Recognizing the importance of inclusivity in public spaces, I got in touch with JC Parks to advocate for increased accessibility in various community parks and amenities. Through collaborative efforts, JC Parks has taken an active role in making these spaces more inclusive for individuals of all abilities. Their leadership team has also been more proactive in noticing potential challenges and solutions for accessibility. It’s a great day when everyone can play! 

In addition to my advocacy efforts in public spaces, I have also taken strides to create inclusive spaces within our church community. Understanding the importance of spiritual engagement and belonging, I spearheaded a disability ministry with another family aimed at ensuring that individuals with disabilities can fully participate in church activities. This ministry provides support and resources to enable individuals with disabilities to attend age-appropriate classes and worship services and allows their families and support systems to do the same. Through our disability ministry, we are fostering an environment of acceptance and support where everyone feels valued and included. 

When Charlotte was diagnosed with Cerebral Palsy, I had immediate thoughts of how things would change for her, our family, and the expectations of what our life would be. Now that we have lived this life for over 12 years, my perspective has shifted to an outward focus. I not only work hard for her to have the most opportunities possible, I also work hard for her friends and their families. I want her to be able to have as many experiences as her neurotypical peers and for her to have meaningful relationships with the people around her. I also want her friends to see her as a whole person and for other children with disabilities to have opportunities to contribute to their schools, churches, friend groups, and sports teams.   
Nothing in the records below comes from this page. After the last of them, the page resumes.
use async_trait::async_trait;
use std::collections::HashMap;
use std::sync::atomic::{AtomicI32, Ordering};
use std::sync::Arc;
use tokio::sync::RwLock;

use crate::error::{CategoryError, CategoryResult};
use crate::models::{Category, CreateCategory};

/// Repository trait for Category persistence
#[cfg_attr(test, mockall::automock)]
#[async_trait]
pub trait CategoryRepository: Send + Sync {
    /// Create a new category
    async fn create(&self, input: CreateCategory) -> CategoryResult<Category>;

    /// Get a category by id
    async fn get_by_id(&self, id: i32) -> CategoryResult<Option<Category>>;

    /// List all categories
    async fn list(&self) -> CategoryResult<Vec<Category>>;

    /// Update an existing category, resolved by the embedded id
    async fn update(&self, input: Category) -> CategoryResult<Category>;

    /// Delete a category by id; returns whether a record was removed
    async fn delete_by_id(&self, id: i32) -> CategoryResult<bool>;
}

/// In-memory implementation of CategoryRepository (for development/testing)
#[derive(Debug, Default, Clone)]
pub struct InMemoryCategoryRepository {
    categories: Arc<RwLock<HashMap<i32, Category>>>,
    next_id: Arc<AtomicI32>,
}

impl InMemoryCategoryRepository {
    pub fn new() -> Self {
        Self::default()
    }
}

#[async_trait]
impl CategoryRepository for InMemoryCategoryRepository {
    async fn create(&self, input: CreateCategory) -> CategoryResult<Category> {
        let mut categories = self.categories.write().await;

        let id = self.next_id.fetch_add(1, Ordering::SeqCst) + 1;
        let category = Category::new(input, id);
        categories.insert(id, category.clone());

        tracing::info!(category_id = id, "Created category");
        Ok(category)
    }

    async fn get_by_id(&self, id: i32) -> CategoryResult<Option<Category>> {
        let categories = self.categories.read().await;
        Ok(categories.get(&id).cloned())
    }

    async fn list(&self) -> CategoryResult<Vec<Category>> {
        let categories = self.categories.read().await;

        let mut result: Vec<Category> = categories.values().cloned().collect();
        result.sort_by_key(|c| c.id);

        Ok(result)
    }

    async fn update(&self, input: Category) -> CategoryResult<Category> {
        let mut categories = self.categories.write().await;

        let category = categories
            .get_mut(&input.id)
            .ok_or(CategoryError::NotFound(input.id))?;

        category.name = input.name;
        category.description = input.description;
        category.image = input.image;
        category.updated_at = chrono::Utc::now();
        let updated = category.clone();

        tracing::info!(category_id = input.id, "Updated category");
        Ok(updated)
    }

    async fn delete_by_id(&self, id: i32) -> CategoryResult<bool> {
        let mut categories = self.categories.write().await;

        if categories.remove(&id).is_some() {
            tracing::info!(category_id = id, "Deleted category");
            Ok(true)
        } else {
            Ok(false)
        }
    }
}

#[cfg(test)]
mod tests {
    use super::*;

    fn input(name: &str) -> CreateCategory {
        CreateCategory {
            name: name.to_string(),
            description: None,
            image: None,
        }
    }

    #[tokio::test]
    async fn test_create_assigns_sequential_ids() {
        let repo = InMemoryCategoryRepository::new();

        let first = repo.create(input("Bebidas")).await.unwrap();
        let second = repo.create(input("Padaria")).await.unwrap();

        assert_eq!(first.id, 1);
        assert_eq!(second.id, 2);
    }

    #[tokio::test]
    async fn test_create_and_get_category() {
        let repo = InMemoryCategoryRepository::new();

        let category = repo.create(input("Bebidas")).await.unwrap();
        let fetched = repo.get_by_id(category.id).await.unwrap();

        assert!(fetched.is_some());
        assert_eq!(fetched.unwrap().name, "Bebidas");
    }

    #[tokio::test]
    async fn test_update_missing_category_errors() {
        let repo = InMemoryCategoryRepository::new();

        let ghost = Category::new(input("Fantasma"), 99);
        let result = repo.update(ghost).await;

        assert!(matches!(result, Err(CategoryError::NotFound(99))));
    }

    #[tokio::test]
    async fn test_delete_missing_returns_false() {
        let repo = InMemoryCategoryRepository::new();
        assert!(!repo.delete_by_id(42).await.unwrap());
    }
}
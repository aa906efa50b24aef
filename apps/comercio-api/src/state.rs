//! Application state management

use sea_orm::DatabaseConnection;

use crate::config::Config;

/// Shared application state
#[derive(Clone)]
pub struct AppState {
    pub config: Config,
    pub db: DatabaseConnection,
}
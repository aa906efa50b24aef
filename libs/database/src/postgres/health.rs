use sea_orm::DatabaseConnection;

use crate::common::{DatabaseError, DatabaseResult};

/// Ping the database to verify the connection is alive.
///
/// Used by readiness endpoints.
pub async fn check_health(db: &DatabaseConnection) -> DatabaseResult<()> {
    db.ping()
        .await
        .map_err(|e| DatabaseError::HealthCheckFailed(e.to_string()))
}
In my opinion, one of the best ways that Jefferson City can become more inclusive is to take a look around and notice who doesn’t have a seat at the table. If you aren’t regularly hearing from people with disabilities, then you are leaving out nearly 26% of the population. When physical and intellectual barriers are addressed from the beginning, the world becomes much more accessible for everyone. While I may not be able to move the hills of Jefferson City for my daughter, I’ll never stop trying to lessen the obstacles ahead of her.